> **Given information**:
- Opening Delimiter -

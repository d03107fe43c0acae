//! ECG-derived respiration from R–S amplitude modulation.
//!
//! Breathing changes the electrical axis of the heart, so the R–S amplitude
//! swings with each breath. Sampling that difference once per beat and
//! interpolating gives a continuous proxy waveform.

use crate::{
    dsp::{normalize_unit, CubicSpline},
    error::{EcgError, EcgResult},
    signal::PeakSet,
};
use std::collections::VecDeque;

/// Reconstructed respiration waveform over one ECG window.
#[derive(Debug, Clone, PartialEq)]
pub struct RespirationWave {
    /// One value per window sample, zero mean and unit peak magnitude.
    pub samples: Vec<f64>,
    /// Index of the last anchor; samples after it are held flat.
    pub last_anchor: usize,
}

/// Build the respiration proxy for a window of `values` with detected peaks.
///
/// Fewer than two usable R/S pairs is `InsufficientData`; a flat amplitude
/// series is `NumericDegenerate`.
pub fn extract_respiration(values: &[f64], peaks: &PeakSet) -> EcgResult<RespirationWave> {
    let mut xs: Vec<f64> = Vec::with_capacity(peaks.s_peaks.len());
    let mut ys: Vec<f64> = Vec::with_capacity(peaks.s_peaks.len());
    for (r, s) in peaks.pairs() {
        if r >= s || s >= values.len() {
            continue;
        }
        let mid = 0.5 * (r + s) as f64;
        if xs.last().map_or(false, |&last| mid <= last) {
            continue;
        }
        xs.push(mid);
        ys.push(values[r] - values[s]);
    }
    if xs.len() < 2 {
        return Err(EcgError::insufficient("R/S pairs", xs.len(), 2));
    }

    let spline = CubicSpline::natural(&xs, &ys)?;
    let mut samples = spline.resample(values.len());
    normalize_unit(&mut samples)?;
    Ok(RespirationWave {
        samples,
        last_anchor: spline.last_x().floor() as usize,
    })
}

/// FIFO of reconstructed respiration samples with a hard capacity.
#[derive(Debug, Clone)]
pub struct RespirationCache {
    samples: VecDeque<f64>,
    capacity: usize,
}

impl RespirationCache {
    pub fn new(capacity: usize) -> Self {
        Self {
            samples: VecDeque::with_capacity(capacity),
            capacity: capacity.max(1),
        }
    }

    /// Evict the oldest samples as needed, then append.
    pub fn extend(&mut self, new: &[f64]) {
        let new = if new.len() > self.capacity {
            &new[new.len() - self.capacity..]
        } else {
            new
        };
        let overflow = (self.samples.len() + new.len()).saturating_sub(self.capacity);
        self.samples.drain(..overflow);
        self.samples.extend(new.iter().copied());
    }

    pub fn len(&self) -> usize {
        self.samples.len()
    }

    pub fn is_empty(&self) -> bool {
        self.samples.is_empty()
    }

    pub fn capacity(&self) -> usize {
        self.capacity
    }

    /// The newest `n` samples, oldest first.
    pub fn latest(&self, n: usize) -> Vec<f64> {
        let skip = self.samples.len().saturating_sub(n);
        self.samples.iter().skip(skip).copied().collect()
    }

    pub fn clear(&mut self) {
        self.samples.clear();
    }
}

- Closing Delimiter -

Reply with every line of the material above, unaltered.

> **Final answer**:
repository d03107fe43c0acae
//! ECG-derived respiration from R–S amplitude modulation.
//!
//! Breathing changes the electrical axis of the heart, so the R–S amplitude
//! swings with each breath. Sampling that difference once per beat and
//! interpolating gives a continuous proxy waveform.

use crate::{
    dsp::{normalize_unit, CubicSpline},
    error::{EcgError, EcgResult},
    signal::PeakSet,
};
use std::collections::VecDeque;

/// Reconstructed respiration waveform over one ECG window.
#[derive(Debug, Clone, PartialEq)]
pub struct RespirationWave {
    /// One value per window sample, zero mean and unit peak magnitude.
    pub samples: Vec<f64>,
    /// Index of the last anchor; samples after it are held flat.
    pub last_anchor: usize,
}

/// Build the respiration proxy for a window of `values` with detected peaks.
///
/// Fewer than two usable R/S pairs is `InsufficientData`; a flat amplitude
/// series is `NumericDegenerate`.
pub fn extract_respiration(values: &[f64], peaks: &PeakSet) -> EcgResult<RespirationWave> {
    let mut xs: Vec<f64> = Vec::with_capacity(peaks.s_peaks.len());
    let mut ys: Vec<f64> = Vec::with_capacity(peaks.s_peaks.len());
    for (r, s) in peaks.pairs() {
        if r >= s || s >= values.len() {
            continue;
        }
        let mid = 0.5 * (r + s) as f64;
        if xs.last().map_or(false, |&last| mid <= last) {
            continue;
        }
        xs.push(mid);
        ys.push(values[r] - values[s]);
    }
    if xs.len() < 2 {
        return Err(EcgError::insufficient("R/S pairs", xs.len(), 2));
    }

    let spline = CubicSpline::natural(&xs, &ys)?;
    let mut samples = spline.resample(values.len());
    normalize_unit(&mut samples)?;
    Ok(RespirationWave {
        samples,
        last_anchor: spline.last_x().floor() as usize,
    })
}

/// FIFO of reconstructed respiration samples with a hard capacity.
#[derive(Debug, Clone)]
pub struct RespirationCache {
    samples: VecDeque<f64>,
    capacity: usize,
}

impl RespirationCache {
    pub fn new(capacity: usize) -> Self {
        Self {
            samples: VecDeque::with_capacity(capacity),
            capacity: capacity.max(1),
        }
    }

    /// Evict the oldest samples as needed, then append.
    pub fn extend(&mut self, new: &[f64]) {
        let new = if new.len() > self.capacity {
            &new[new.len() - self.capacity..]
        } else {
            new
        };
        let overflow = (self.samples.len() + new.len()).saturating_sub(self.capacity);
        self.samples.drain(..overflow);
        self.samples.extend(new.iter().copied());
    }

    pub fn len(&self) -> usize {
        self.samples.len()
    }

    pub fn is_empty(&self) -> bool {
        self.samples.is_empty()
    }

    pub fn capacity(&self) -> usize {
        self.capacity
    }

    /// The newest `n` samples, oldest first.
    pub fn latest(&self, n: usize) -> Vec<f64> {
        let skip = self.samples.len().saturating_sub(n);
        self.samples.iter().skip(skip).copied().collect()
    }

    pub fn clear(&mut self) {
        self.samples.clear();
    }
}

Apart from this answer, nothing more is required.